ASSIGNMENT -
Up to and including the line with "use revgeo_geocoding::GeocodingClient;", please set down the entries below exactly, starting from the first line.

DATA RECORDS -
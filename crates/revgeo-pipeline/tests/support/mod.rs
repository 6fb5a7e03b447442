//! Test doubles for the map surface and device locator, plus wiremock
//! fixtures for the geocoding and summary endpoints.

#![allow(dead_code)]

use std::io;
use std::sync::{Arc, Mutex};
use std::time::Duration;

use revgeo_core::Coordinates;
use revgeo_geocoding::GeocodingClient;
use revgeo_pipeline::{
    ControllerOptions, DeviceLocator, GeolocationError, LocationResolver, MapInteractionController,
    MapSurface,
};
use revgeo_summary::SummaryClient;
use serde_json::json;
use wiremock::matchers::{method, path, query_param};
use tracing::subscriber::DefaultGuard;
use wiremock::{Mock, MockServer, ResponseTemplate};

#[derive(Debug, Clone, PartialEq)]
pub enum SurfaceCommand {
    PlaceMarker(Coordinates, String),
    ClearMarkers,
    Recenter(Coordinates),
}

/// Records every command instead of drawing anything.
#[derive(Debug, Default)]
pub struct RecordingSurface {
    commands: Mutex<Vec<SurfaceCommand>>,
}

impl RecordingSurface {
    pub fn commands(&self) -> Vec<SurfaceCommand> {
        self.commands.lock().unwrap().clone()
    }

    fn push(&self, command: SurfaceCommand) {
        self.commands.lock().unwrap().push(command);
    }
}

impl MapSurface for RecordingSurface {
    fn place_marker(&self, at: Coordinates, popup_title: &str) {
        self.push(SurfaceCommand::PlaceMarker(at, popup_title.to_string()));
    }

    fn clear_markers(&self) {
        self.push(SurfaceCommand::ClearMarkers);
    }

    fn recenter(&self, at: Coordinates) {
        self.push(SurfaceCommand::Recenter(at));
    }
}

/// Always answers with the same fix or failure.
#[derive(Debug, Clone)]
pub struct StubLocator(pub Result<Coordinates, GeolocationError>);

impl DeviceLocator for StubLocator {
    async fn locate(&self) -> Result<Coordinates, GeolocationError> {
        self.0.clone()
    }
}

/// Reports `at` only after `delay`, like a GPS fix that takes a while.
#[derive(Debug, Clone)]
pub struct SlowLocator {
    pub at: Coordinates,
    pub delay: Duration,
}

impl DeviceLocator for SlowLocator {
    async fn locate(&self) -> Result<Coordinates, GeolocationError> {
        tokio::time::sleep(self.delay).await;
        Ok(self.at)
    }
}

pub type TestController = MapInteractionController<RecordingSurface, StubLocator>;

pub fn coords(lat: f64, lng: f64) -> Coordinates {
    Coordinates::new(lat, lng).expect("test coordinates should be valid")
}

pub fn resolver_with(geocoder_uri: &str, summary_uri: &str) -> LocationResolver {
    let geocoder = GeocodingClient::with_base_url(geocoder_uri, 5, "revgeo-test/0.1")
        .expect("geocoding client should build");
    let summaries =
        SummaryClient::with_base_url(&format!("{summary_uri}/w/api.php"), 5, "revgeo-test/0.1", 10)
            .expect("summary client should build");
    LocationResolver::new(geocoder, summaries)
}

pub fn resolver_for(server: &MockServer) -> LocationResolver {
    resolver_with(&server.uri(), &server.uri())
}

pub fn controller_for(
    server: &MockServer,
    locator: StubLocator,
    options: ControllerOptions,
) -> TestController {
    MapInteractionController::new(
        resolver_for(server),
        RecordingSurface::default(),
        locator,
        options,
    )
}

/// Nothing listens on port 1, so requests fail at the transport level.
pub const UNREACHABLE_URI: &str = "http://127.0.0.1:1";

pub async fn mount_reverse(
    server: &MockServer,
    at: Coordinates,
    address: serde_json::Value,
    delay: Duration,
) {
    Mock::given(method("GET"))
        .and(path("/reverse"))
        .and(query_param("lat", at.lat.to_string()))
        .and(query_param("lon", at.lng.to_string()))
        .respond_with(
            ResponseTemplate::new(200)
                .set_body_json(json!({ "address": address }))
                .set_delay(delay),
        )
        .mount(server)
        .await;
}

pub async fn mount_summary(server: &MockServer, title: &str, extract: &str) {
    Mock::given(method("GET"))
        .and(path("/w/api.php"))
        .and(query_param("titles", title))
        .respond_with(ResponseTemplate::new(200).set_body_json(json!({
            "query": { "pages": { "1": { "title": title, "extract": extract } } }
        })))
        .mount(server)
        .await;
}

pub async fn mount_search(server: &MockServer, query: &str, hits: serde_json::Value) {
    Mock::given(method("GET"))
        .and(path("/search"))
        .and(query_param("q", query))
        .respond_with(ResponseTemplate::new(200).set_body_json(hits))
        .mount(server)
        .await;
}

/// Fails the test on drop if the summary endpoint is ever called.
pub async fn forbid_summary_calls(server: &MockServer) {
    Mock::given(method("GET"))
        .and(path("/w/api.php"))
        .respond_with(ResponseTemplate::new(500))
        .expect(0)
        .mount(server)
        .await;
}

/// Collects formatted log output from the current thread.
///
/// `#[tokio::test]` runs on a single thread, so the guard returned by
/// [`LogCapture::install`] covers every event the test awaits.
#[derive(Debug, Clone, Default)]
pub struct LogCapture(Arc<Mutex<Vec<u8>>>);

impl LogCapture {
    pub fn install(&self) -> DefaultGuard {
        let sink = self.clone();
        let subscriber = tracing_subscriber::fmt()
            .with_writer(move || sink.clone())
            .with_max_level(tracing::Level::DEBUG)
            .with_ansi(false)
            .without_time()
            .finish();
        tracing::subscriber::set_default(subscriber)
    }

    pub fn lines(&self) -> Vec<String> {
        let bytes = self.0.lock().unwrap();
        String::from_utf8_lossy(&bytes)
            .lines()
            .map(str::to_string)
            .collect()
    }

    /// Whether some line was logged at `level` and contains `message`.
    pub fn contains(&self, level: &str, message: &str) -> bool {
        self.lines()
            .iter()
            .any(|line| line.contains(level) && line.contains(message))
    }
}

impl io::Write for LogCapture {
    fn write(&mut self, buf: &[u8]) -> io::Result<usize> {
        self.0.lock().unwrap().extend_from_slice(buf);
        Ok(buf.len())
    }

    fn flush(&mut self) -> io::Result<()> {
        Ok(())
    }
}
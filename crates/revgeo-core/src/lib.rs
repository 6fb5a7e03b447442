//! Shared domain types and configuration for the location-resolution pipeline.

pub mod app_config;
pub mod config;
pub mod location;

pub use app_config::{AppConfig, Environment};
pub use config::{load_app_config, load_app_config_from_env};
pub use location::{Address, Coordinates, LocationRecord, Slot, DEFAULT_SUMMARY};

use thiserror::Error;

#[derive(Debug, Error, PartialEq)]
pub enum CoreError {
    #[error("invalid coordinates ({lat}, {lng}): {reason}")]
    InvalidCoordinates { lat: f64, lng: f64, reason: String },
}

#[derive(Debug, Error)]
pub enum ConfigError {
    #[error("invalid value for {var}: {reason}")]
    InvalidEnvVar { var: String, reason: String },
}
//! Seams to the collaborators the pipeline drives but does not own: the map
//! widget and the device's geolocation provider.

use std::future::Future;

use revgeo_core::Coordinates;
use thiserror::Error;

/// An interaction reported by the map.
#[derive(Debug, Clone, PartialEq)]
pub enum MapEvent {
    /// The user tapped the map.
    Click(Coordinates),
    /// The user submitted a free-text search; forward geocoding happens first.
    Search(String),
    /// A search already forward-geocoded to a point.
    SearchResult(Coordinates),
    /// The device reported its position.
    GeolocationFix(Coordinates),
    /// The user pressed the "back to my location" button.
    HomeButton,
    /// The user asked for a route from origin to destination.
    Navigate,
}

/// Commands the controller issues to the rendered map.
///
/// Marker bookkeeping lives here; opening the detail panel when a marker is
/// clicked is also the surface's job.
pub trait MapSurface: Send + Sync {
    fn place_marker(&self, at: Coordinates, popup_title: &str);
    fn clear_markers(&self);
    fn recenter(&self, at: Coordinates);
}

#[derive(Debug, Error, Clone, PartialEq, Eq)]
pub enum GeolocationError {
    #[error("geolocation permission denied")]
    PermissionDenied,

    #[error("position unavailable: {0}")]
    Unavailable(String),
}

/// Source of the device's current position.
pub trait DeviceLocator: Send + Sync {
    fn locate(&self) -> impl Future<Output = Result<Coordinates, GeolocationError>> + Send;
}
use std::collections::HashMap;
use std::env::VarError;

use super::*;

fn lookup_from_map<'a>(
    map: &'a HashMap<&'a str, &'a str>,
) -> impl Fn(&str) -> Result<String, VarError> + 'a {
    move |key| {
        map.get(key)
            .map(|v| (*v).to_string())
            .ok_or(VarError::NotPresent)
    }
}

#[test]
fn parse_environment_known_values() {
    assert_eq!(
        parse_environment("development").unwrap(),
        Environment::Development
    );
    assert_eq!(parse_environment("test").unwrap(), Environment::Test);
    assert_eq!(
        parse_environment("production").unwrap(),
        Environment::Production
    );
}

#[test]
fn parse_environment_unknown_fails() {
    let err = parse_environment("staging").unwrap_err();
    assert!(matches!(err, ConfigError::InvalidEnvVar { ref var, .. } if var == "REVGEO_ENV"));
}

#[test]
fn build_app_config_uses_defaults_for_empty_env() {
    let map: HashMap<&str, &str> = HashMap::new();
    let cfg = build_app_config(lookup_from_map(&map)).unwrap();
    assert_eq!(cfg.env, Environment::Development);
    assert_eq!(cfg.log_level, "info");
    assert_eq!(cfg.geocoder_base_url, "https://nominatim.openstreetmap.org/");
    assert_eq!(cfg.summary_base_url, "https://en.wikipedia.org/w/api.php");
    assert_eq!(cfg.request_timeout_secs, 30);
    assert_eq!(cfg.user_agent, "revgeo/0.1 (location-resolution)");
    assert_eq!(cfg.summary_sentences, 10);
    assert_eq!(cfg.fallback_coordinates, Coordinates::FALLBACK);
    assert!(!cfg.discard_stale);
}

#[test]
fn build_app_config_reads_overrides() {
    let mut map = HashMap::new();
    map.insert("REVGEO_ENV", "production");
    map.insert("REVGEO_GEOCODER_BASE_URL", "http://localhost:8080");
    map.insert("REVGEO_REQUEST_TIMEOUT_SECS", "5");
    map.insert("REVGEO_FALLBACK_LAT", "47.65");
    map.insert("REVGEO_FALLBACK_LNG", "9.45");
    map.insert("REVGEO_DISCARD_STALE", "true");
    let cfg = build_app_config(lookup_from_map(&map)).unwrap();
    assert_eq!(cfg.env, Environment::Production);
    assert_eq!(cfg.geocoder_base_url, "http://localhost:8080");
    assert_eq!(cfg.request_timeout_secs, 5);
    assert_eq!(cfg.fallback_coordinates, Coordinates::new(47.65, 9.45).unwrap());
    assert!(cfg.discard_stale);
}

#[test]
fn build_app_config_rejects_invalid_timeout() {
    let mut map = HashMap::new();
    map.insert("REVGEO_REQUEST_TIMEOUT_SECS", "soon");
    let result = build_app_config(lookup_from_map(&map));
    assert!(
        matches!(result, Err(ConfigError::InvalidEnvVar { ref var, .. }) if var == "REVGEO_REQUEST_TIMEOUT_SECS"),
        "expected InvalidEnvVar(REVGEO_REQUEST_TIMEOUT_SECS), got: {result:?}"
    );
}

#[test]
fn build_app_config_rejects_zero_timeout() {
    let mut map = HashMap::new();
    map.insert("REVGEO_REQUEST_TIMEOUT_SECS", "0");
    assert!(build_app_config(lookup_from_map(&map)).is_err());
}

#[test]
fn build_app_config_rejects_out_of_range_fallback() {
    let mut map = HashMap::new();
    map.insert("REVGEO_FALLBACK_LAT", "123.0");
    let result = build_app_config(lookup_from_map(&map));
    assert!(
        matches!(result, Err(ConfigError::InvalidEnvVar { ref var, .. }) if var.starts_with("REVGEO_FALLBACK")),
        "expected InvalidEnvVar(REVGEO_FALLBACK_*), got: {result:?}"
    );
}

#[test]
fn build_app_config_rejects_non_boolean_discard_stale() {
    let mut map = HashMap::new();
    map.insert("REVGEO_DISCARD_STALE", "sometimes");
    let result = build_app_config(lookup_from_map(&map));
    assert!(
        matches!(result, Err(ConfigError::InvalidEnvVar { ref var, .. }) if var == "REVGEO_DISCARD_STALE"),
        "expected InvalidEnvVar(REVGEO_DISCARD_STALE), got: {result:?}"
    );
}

THE ANSWER -
filename crates/revgeo-pipeline/tests/support/mod.rs
repository 6fb5a7e03b447442
//! Test doubles for the map surface and device locator, plus wiremock
//! fixtures for the geocoding and summary endpoints.

#![allow(dead_code)]

use std::io;
use std::sync::{Arc, Mutex};
use std::time::Duration;

use revgeo_core::Coordinates;
use revgeo_geocoding::GeocodingClient;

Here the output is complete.